>>>>>

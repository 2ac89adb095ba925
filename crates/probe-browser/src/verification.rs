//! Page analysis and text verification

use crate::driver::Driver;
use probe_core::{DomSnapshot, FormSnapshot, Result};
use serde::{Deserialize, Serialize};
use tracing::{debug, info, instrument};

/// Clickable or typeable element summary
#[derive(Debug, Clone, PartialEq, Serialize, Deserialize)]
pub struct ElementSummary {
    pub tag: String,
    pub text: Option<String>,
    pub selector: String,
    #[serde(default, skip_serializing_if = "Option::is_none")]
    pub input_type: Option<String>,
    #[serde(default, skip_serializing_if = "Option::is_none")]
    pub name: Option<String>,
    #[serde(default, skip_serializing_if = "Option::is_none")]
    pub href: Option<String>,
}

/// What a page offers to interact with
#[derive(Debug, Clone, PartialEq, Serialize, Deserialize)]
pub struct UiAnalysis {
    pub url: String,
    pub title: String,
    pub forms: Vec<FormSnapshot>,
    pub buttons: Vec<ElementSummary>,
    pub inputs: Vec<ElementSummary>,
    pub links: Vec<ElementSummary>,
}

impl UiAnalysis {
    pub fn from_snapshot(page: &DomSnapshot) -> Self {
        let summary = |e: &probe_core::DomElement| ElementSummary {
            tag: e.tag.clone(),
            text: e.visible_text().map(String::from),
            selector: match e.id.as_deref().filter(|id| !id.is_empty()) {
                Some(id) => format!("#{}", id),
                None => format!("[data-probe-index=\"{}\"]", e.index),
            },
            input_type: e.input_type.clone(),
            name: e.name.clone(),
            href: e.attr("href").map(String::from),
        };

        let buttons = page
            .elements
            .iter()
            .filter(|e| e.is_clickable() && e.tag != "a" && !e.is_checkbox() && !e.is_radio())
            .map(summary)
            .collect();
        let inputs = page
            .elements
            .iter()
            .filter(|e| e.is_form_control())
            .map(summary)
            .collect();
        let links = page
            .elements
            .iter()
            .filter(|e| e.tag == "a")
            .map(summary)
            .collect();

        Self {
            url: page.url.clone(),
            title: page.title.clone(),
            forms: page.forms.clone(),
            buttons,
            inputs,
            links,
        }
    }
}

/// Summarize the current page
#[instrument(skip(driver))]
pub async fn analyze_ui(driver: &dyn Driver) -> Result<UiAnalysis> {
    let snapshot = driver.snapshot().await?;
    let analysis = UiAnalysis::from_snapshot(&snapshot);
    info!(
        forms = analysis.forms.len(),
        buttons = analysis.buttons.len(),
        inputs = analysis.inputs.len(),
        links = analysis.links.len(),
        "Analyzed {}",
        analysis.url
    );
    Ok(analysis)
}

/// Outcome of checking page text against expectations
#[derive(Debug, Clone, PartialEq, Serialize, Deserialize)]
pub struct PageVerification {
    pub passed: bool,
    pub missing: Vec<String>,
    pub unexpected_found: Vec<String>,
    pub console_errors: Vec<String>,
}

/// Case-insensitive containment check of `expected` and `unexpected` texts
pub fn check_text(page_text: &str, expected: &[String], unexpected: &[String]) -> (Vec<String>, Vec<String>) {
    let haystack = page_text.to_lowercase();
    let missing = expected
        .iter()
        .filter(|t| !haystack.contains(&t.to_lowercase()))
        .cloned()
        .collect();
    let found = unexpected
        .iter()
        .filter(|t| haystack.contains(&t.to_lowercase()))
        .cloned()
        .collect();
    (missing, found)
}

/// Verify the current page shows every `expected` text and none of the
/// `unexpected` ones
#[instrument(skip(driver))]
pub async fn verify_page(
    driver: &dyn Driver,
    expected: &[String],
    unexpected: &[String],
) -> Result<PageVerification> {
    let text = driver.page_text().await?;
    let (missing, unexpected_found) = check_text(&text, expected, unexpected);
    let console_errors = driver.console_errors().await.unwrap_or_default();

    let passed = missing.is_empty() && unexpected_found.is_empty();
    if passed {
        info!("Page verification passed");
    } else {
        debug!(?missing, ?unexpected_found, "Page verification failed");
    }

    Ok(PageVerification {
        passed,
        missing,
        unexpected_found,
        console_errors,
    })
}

<<<<<
>>>>>

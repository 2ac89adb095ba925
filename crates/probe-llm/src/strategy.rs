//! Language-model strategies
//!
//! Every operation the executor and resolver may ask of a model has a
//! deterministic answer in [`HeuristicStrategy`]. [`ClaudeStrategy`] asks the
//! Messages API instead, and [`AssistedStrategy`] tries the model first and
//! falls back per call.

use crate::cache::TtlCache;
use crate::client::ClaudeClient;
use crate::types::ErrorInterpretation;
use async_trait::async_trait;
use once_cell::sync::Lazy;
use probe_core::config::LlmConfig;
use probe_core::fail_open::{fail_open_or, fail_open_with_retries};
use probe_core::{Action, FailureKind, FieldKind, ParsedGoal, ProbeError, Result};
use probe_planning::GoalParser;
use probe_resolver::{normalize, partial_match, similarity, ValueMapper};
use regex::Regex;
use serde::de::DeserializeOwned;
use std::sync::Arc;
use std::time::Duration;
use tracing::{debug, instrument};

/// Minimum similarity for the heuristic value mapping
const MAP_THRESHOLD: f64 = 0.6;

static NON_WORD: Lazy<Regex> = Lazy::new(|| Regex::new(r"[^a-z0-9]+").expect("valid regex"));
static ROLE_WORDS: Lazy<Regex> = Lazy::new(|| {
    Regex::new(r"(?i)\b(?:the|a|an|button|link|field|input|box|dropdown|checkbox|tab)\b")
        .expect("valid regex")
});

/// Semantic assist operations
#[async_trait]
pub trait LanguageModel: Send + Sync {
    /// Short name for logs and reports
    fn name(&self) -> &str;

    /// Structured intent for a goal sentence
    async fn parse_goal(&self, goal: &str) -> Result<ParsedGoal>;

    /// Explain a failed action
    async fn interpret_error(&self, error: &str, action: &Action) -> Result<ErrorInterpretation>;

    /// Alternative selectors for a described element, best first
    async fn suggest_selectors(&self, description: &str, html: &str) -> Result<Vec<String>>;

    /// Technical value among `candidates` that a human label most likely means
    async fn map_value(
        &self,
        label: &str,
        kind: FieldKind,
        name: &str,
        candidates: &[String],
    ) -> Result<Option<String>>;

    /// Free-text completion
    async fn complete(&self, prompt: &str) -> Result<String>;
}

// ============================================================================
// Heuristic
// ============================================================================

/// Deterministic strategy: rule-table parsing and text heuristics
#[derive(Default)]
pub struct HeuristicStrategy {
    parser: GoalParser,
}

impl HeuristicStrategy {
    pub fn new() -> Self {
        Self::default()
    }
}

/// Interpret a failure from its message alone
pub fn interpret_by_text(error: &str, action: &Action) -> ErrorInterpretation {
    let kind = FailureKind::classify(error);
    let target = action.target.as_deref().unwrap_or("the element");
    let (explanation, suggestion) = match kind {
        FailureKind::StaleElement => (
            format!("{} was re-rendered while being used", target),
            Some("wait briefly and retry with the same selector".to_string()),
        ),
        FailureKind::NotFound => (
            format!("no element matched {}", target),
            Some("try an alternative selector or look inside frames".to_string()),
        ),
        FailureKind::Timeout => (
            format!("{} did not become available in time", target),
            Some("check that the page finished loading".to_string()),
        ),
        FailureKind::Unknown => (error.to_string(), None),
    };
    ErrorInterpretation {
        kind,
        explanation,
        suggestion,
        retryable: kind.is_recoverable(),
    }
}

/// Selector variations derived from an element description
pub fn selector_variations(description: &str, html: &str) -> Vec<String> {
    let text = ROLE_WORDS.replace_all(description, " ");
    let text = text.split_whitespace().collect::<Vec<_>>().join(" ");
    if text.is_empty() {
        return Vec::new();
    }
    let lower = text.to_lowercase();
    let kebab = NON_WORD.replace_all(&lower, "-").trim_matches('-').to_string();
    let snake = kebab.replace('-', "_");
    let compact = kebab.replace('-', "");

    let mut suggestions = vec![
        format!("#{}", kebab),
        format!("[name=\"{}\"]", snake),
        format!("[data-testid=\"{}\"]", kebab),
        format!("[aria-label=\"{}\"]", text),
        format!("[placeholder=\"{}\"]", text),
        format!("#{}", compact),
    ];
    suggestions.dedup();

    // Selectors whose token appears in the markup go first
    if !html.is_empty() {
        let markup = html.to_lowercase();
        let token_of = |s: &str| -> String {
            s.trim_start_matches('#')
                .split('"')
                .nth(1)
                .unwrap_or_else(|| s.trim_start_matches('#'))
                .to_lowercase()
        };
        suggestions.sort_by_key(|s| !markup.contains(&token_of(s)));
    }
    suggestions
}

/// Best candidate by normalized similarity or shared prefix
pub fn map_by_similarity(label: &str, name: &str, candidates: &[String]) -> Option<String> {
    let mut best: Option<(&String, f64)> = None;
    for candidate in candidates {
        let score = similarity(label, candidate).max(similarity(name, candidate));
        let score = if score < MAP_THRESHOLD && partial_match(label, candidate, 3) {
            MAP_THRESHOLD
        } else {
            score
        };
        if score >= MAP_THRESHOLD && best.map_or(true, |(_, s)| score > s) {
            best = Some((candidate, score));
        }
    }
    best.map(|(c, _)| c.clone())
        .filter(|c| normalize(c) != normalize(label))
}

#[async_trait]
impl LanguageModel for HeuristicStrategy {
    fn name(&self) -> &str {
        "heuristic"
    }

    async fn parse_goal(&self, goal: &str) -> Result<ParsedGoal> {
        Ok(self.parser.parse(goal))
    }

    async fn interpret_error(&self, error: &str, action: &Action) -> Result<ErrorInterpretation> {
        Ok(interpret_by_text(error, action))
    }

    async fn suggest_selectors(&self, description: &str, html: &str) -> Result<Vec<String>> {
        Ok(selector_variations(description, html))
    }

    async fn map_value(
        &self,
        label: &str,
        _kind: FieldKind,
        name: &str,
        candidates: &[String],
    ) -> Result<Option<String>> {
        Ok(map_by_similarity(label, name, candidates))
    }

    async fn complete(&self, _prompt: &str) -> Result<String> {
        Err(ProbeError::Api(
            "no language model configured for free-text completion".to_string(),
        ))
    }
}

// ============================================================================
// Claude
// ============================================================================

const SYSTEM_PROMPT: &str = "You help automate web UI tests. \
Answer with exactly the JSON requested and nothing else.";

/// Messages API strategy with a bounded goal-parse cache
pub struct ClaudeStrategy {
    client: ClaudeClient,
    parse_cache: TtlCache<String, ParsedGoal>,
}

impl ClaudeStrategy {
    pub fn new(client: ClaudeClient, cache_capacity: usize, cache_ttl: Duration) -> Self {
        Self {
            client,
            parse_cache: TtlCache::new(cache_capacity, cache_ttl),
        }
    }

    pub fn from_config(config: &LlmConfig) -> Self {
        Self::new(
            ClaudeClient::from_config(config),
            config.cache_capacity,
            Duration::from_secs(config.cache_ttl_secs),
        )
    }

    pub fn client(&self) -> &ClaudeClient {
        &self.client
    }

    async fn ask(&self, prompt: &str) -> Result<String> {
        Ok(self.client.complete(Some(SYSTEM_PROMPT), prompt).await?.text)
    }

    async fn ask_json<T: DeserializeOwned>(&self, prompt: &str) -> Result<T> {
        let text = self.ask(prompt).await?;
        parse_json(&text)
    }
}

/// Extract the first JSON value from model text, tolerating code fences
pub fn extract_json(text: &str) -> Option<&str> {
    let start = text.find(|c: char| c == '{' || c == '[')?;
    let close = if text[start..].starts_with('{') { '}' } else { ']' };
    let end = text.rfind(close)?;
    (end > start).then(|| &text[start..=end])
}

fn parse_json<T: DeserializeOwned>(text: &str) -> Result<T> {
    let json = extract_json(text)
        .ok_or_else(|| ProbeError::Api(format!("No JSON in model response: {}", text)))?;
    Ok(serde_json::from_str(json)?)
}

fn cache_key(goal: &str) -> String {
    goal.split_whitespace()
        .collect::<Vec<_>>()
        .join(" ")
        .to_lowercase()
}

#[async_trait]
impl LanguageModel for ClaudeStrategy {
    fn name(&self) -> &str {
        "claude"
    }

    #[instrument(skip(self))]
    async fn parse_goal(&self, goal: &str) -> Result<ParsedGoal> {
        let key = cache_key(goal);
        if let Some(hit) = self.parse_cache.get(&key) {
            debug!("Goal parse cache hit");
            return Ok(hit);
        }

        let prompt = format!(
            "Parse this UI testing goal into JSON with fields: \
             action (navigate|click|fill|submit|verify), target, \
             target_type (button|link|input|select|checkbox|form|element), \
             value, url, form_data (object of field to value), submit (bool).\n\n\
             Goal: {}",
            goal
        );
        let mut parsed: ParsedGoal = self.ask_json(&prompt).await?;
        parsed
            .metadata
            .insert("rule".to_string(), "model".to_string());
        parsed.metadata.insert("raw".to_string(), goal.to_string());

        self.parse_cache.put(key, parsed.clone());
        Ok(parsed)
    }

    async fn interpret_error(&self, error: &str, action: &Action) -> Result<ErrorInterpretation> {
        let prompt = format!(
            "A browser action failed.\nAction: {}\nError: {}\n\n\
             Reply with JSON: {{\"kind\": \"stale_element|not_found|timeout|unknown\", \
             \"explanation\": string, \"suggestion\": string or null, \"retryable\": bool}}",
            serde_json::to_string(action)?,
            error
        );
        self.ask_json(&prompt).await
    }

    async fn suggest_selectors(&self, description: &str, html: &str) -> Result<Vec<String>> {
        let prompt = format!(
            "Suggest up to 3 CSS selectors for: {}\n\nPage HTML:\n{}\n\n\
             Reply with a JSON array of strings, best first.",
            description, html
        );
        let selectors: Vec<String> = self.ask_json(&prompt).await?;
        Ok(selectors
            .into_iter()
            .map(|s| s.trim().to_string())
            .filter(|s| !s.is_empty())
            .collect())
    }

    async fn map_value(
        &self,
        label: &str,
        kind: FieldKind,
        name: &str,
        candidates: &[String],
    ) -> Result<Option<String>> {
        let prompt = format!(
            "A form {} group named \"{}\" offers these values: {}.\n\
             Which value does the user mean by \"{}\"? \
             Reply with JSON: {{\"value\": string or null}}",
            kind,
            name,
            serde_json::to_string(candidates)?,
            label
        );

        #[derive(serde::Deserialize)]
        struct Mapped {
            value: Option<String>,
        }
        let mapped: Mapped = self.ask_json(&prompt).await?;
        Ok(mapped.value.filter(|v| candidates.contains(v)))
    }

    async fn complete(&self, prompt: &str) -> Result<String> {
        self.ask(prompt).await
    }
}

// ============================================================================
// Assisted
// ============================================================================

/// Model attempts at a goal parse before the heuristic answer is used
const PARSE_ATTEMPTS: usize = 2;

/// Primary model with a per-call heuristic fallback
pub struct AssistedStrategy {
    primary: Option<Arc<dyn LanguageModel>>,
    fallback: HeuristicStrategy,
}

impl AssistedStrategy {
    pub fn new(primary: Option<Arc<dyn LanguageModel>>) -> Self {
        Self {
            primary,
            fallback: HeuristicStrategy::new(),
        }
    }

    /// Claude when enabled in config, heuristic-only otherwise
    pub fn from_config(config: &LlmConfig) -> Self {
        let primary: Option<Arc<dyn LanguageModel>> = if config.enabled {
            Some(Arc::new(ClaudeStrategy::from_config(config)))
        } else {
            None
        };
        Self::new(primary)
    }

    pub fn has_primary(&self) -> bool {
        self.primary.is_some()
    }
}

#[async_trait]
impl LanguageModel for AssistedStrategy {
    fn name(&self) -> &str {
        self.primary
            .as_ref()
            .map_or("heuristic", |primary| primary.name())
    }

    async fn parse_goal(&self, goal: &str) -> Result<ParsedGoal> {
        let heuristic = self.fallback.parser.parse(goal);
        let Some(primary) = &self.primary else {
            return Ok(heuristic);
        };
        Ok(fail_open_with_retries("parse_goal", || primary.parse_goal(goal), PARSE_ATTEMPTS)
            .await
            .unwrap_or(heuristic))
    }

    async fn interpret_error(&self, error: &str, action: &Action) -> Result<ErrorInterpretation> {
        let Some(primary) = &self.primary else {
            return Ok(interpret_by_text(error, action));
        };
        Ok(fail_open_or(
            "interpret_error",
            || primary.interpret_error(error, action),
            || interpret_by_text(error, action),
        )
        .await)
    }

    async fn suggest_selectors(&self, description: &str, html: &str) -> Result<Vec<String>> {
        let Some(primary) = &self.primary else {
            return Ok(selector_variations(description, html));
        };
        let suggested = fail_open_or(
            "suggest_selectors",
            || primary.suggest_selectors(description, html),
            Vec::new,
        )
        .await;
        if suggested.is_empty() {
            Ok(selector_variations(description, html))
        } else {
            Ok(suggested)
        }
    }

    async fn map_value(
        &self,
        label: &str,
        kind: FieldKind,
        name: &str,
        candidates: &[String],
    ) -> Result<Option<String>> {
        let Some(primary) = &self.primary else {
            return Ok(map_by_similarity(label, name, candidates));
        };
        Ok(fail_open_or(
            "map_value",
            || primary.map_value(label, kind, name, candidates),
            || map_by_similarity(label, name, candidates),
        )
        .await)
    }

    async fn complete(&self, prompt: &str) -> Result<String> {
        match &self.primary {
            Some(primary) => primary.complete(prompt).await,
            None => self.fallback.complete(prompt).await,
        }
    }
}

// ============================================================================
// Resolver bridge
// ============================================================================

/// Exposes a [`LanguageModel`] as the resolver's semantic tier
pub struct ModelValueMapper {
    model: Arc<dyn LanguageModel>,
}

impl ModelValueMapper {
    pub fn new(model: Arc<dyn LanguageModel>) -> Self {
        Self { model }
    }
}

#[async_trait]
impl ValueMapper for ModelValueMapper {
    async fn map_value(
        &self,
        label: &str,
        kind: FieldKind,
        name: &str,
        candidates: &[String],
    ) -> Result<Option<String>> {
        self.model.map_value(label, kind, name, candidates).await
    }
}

<<<<<
>>>>>

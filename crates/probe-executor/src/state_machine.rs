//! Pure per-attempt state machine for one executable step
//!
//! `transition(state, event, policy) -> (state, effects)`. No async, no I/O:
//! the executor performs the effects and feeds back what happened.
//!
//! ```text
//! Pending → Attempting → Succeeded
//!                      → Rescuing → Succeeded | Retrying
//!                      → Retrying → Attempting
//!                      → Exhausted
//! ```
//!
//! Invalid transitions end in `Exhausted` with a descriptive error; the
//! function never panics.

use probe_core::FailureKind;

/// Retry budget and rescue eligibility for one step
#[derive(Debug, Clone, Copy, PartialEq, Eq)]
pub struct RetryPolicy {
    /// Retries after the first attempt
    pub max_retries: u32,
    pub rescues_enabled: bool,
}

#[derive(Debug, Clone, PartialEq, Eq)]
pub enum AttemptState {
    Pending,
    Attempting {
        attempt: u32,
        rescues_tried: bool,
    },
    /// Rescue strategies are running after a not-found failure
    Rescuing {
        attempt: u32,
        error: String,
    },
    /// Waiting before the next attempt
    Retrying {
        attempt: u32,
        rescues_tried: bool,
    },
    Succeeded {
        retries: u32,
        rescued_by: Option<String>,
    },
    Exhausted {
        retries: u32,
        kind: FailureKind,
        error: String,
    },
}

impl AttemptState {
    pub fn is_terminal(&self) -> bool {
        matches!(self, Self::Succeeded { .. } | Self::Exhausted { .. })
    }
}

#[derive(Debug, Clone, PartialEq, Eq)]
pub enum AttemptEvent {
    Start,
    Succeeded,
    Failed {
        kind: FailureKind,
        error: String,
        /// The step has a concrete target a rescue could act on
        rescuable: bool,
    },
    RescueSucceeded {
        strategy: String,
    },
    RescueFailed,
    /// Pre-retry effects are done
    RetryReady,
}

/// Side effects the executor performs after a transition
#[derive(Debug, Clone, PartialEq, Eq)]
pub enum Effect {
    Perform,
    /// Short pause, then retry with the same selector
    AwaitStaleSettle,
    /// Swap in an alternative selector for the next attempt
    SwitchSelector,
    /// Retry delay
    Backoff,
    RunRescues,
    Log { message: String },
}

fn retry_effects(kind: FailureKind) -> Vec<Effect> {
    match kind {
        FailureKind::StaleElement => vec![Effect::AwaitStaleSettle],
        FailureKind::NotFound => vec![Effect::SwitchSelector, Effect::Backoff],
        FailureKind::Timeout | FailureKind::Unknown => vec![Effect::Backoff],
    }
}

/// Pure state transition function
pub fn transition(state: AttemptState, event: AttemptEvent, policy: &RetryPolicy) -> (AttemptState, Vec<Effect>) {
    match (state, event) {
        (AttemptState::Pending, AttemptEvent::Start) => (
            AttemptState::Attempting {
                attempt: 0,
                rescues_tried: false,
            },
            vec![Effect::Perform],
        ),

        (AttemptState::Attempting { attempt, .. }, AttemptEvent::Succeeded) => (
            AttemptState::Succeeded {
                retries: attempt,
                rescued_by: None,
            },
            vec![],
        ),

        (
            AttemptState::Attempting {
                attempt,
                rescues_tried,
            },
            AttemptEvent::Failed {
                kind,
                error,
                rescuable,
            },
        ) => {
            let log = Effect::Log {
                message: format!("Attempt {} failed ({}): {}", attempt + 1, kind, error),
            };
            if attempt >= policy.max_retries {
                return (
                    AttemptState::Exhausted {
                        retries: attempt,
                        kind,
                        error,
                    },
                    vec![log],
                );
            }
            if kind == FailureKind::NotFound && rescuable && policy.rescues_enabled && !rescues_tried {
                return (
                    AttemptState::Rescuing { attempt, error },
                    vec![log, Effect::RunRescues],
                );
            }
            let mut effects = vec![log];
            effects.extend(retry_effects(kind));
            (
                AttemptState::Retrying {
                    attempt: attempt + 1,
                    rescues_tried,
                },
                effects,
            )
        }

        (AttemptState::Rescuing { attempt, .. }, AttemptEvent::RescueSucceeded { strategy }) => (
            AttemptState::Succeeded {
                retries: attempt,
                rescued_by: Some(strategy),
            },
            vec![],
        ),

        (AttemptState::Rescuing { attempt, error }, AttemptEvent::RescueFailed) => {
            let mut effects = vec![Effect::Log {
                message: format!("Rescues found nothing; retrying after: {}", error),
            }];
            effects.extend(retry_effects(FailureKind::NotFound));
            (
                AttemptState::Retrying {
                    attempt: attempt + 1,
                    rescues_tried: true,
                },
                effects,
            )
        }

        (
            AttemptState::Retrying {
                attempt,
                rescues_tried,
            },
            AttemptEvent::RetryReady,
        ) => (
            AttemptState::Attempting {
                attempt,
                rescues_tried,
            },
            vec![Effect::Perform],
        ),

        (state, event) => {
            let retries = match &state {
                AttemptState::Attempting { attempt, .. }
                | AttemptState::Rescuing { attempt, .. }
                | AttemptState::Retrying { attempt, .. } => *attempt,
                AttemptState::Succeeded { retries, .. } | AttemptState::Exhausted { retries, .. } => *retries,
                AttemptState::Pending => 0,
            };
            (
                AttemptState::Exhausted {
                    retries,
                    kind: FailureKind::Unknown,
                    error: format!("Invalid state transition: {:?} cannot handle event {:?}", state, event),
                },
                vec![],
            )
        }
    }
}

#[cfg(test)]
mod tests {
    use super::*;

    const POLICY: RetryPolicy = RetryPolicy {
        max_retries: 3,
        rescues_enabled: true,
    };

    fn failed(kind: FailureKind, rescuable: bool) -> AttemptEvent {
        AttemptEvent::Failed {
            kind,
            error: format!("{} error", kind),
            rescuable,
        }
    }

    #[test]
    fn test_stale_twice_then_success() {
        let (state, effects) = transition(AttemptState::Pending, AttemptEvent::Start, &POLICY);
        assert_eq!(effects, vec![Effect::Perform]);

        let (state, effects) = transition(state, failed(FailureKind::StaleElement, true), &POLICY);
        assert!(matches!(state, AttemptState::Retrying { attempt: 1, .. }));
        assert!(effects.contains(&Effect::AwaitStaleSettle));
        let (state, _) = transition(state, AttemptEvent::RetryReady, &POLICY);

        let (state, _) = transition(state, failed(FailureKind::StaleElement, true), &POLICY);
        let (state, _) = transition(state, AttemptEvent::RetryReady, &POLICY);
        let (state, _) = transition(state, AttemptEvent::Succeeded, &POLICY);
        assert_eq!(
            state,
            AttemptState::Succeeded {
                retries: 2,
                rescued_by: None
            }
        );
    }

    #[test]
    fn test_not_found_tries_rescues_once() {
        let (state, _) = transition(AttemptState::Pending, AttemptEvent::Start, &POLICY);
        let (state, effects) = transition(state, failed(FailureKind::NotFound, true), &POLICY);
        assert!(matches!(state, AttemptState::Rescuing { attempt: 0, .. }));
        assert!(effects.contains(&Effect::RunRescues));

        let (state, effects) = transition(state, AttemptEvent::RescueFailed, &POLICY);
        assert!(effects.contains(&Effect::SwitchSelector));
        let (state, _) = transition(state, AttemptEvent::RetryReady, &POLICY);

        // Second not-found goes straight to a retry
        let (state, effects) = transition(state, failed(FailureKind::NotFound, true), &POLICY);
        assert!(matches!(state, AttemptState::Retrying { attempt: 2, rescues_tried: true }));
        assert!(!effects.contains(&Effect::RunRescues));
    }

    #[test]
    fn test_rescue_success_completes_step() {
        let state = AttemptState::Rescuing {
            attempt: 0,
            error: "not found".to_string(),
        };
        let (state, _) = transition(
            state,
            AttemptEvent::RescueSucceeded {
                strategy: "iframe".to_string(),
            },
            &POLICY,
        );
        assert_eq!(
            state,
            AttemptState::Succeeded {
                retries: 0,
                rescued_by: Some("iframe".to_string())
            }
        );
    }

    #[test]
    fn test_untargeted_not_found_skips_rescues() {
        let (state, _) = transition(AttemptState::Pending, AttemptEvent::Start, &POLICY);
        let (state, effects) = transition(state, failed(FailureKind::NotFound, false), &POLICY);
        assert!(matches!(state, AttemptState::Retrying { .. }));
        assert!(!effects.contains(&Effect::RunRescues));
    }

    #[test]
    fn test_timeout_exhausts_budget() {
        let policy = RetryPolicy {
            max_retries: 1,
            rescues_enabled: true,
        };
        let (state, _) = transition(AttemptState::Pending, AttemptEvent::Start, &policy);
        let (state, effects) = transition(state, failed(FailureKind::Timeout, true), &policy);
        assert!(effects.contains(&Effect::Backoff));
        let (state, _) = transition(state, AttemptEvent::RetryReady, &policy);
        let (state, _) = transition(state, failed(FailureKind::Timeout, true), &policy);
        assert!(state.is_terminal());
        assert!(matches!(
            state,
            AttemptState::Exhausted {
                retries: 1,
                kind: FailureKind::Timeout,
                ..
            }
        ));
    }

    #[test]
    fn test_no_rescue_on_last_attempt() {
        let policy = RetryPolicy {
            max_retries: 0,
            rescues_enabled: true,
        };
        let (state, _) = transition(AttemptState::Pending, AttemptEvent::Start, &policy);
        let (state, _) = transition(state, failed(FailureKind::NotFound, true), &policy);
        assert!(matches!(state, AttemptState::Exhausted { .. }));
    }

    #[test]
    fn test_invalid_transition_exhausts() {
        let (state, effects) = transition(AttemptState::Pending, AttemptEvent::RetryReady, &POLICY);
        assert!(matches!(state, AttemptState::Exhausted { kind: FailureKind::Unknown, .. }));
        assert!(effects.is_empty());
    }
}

<<<<<

=== Your objective ===
Check each line above for the word "markup", and copy the lines where it appears.

=== Answer to the problem ===
    // Selectors whose token appears in the markup go first
        let markup = html.to_lowercase();
        suggestions.sort_by_key(|s| !markup.contains(&token_of(s)));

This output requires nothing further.